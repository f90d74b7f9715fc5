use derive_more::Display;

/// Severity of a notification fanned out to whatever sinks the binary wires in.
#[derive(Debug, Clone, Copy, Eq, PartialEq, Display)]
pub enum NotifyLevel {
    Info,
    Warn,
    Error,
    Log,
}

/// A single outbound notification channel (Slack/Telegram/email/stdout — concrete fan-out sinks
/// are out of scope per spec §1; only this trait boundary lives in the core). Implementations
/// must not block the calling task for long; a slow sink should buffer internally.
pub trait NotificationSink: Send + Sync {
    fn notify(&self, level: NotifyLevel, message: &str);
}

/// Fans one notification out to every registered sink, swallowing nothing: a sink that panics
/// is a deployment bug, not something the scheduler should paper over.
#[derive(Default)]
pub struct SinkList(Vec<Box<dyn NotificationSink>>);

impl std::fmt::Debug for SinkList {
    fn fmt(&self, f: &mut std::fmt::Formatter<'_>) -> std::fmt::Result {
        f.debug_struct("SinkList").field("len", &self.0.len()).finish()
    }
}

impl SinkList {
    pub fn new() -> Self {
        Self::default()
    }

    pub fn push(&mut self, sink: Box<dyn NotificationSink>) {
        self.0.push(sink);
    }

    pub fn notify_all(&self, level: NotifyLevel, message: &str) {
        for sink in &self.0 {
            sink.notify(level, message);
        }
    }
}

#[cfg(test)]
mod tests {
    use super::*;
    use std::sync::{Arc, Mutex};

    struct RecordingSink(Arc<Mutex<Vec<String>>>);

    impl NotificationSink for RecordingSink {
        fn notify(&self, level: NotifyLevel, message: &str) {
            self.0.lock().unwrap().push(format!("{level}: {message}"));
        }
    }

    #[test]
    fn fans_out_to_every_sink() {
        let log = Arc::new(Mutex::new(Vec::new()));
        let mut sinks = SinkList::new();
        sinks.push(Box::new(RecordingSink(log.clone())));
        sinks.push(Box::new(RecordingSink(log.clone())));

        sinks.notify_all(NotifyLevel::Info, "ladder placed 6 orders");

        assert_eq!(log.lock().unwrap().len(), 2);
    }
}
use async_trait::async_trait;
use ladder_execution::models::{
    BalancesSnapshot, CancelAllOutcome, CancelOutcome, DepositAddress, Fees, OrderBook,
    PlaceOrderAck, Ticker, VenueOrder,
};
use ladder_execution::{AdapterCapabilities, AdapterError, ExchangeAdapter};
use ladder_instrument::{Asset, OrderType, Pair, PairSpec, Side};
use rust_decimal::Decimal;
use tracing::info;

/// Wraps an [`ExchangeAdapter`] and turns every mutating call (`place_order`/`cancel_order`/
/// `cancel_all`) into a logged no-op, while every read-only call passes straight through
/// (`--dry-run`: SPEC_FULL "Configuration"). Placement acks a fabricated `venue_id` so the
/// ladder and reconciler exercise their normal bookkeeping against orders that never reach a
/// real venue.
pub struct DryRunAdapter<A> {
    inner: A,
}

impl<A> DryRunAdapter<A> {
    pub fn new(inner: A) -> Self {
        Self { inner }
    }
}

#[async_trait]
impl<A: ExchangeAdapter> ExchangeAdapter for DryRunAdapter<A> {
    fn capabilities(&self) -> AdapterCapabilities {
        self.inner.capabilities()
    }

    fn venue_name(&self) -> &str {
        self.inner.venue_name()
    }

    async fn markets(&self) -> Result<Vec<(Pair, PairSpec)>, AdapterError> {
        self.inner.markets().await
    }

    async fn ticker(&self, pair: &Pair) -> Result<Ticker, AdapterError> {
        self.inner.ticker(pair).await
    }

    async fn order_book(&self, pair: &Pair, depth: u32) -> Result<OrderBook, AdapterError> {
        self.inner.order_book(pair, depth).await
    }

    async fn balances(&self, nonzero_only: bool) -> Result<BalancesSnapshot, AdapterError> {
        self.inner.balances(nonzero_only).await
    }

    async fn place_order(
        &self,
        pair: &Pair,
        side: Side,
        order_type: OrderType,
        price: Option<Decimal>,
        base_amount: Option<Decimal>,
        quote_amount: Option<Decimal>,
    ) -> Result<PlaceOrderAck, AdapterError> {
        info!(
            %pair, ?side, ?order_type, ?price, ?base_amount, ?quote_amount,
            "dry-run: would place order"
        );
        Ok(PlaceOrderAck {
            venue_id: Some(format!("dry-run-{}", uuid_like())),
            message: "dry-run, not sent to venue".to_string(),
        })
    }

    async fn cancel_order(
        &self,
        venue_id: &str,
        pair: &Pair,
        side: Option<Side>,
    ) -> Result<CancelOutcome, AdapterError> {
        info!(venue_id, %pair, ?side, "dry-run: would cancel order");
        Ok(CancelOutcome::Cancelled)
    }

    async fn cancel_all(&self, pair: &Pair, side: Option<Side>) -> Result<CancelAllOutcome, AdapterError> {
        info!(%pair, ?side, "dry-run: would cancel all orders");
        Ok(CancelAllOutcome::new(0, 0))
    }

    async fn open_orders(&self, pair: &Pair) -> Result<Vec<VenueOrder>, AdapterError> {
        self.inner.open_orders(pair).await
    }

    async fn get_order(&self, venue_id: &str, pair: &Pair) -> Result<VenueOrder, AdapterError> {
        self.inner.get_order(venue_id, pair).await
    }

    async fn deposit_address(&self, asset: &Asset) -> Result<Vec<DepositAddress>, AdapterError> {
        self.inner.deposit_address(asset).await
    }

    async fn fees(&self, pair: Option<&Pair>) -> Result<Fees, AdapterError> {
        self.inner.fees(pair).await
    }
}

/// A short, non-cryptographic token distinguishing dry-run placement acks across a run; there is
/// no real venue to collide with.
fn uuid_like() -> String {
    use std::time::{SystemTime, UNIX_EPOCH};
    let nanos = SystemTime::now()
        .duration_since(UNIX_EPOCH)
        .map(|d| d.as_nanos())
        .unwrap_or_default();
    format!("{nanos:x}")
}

> _PROMPT_: In the records above, find every line containing the word "price" and show it.

> _EXERCISE ANSWER_:
        price: Option<Decimal>,
            %pair, ?side, ?order_type, ?price, ?base_amount, ?quote_amount,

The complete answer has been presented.